**TASK DIRECTIONS**:
Reproduce verbatim the line where "pub mod pages;" occurs, along with all following lines down to the last line of the data.

Entries taken from a collection
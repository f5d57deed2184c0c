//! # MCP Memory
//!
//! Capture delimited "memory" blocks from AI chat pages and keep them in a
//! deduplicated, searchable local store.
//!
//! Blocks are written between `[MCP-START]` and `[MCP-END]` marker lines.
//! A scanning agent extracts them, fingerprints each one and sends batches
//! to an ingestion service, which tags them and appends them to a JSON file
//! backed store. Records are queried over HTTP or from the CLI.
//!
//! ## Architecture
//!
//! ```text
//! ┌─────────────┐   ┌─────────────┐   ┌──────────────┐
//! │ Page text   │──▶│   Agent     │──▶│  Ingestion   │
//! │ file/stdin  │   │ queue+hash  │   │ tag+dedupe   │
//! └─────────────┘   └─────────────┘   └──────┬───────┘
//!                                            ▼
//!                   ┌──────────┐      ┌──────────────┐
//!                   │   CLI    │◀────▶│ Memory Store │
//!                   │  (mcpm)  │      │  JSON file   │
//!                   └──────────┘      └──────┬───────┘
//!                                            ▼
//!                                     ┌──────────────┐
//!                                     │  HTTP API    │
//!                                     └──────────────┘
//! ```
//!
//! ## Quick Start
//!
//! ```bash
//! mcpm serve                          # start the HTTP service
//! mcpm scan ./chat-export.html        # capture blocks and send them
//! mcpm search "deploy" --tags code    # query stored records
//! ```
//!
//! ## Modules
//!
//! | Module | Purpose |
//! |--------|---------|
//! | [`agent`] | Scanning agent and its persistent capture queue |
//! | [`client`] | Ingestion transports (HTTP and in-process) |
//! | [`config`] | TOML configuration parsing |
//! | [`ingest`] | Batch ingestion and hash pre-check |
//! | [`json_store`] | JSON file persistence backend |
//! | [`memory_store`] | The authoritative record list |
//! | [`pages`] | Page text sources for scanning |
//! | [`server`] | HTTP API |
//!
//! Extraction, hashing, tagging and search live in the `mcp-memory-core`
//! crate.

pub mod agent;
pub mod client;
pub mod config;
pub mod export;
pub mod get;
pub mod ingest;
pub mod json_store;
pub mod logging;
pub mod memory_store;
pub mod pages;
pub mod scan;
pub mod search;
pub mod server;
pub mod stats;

**WRITTEN SOLUTION**:
pub mod pages;
pub mod scan;
pub mod search;
pub mod server;
pub mod stats;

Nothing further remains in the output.